** Opening Record extracts block **
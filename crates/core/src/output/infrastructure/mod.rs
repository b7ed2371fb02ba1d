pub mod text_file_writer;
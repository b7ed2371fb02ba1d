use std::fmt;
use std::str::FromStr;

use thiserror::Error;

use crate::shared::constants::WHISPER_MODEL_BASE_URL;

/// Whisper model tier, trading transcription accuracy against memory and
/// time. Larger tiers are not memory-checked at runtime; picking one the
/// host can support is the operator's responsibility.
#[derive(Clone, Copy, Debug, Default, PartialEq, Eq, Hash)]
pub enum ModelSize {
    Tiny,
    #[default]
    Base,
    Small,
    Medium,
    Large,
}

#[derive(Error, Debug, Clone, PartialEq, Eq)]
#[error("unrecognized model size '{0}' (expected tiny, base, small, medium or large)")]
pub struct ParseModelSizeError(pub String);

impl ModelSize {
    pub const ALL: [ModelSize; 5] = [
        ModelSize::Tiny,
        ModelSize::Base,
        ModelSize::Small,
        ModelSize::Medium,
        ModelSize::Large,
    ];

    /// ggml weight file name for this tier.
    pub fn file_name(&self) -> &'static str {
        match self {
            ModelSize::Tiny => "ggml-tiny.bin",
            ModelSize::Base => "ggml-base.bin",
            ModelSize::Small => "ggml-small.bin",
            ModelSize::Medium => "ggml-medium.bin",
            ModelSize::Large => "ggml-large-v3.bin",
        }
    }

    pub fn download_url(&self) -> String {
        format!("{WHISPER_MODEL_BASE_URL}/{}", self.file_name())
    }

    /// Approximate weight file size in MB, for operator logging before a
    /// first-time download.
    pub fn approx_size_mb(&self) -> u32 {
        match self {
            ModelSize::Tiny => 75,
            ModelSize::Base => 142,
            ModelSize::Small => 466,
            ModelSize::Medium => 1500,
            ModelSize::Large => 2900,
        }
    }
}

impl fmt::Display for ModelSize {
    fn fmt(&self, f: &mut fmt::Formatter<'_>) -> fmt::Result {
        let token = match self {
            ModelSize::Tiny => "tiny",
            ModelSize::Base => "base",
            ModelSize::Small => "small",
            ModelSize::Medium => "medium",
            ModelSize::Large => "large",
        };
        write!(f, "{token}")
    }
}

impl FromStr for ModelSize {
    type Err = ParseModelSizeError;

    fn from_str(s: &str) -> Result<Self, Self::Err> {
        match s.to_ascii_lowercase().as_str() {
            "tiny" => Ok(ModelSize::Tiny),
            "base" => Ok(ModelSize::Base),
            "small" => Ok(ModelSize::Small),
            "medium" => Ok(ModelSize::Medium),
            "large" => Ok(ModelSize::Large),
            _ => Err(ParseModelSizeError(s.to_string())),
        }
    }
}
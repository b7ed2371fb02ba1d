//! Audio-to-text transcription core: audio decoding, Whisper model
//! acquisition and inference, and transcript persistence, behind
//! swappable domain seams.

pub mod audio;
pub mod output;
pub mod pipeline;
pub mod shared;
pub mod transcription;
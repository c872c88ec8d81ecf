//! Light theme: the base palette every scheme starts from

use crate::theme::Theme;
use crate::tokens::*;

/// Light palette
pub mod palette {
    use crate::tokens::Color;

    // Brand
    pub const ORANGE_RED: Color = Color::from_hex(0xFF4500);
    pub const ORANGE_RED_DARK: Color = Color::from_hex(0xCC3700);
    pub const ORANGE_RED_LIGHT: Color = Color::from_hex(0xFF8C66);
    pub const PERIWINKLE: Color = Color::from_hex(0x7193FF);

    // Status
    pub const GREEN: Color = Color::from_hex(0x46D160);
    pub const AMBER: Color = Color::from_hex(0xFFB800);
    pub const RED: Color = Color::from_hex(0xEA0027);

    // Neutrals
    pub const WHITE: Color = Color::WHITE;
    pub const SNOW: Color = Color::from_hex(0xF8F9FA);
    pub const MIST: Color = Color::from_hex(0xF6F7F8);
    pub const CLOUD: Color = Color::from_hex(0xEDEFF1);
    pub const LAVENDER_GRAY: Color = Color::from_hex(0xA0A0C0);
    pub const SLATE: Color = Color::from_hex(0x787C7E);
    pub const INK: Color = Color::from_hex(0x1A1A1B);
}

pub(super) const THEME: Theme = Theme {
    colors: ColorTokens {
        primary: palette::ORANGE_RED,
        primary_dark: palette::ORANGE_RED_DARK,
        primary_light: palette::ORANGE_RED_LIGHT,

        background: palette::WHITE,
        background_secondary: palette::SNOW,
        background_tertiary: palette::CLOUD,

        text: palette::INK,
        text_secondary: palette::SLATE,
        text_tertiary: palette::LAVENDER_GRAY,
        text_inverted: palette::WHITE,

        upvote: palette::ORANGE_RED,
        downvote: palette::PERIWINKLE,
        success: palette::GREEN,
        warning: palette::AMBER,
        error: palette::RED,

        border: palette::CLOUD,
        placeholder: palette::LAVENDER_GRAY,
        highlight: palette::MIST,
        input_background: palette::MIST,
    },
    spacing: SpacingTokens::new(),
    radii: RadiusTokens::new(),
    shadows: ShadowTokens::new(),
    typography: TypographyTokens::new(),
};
** Closing Record extracts block **
Problem to work on
When a line in the data above contains the string "ParseModelSizeError", copy that line.

Solution to this problem
pub struct ParseModelSizeError(pub String);
    type Err = ParseModelSizeError;
            _ => Err(ParseModelSizeError(s.to_string())),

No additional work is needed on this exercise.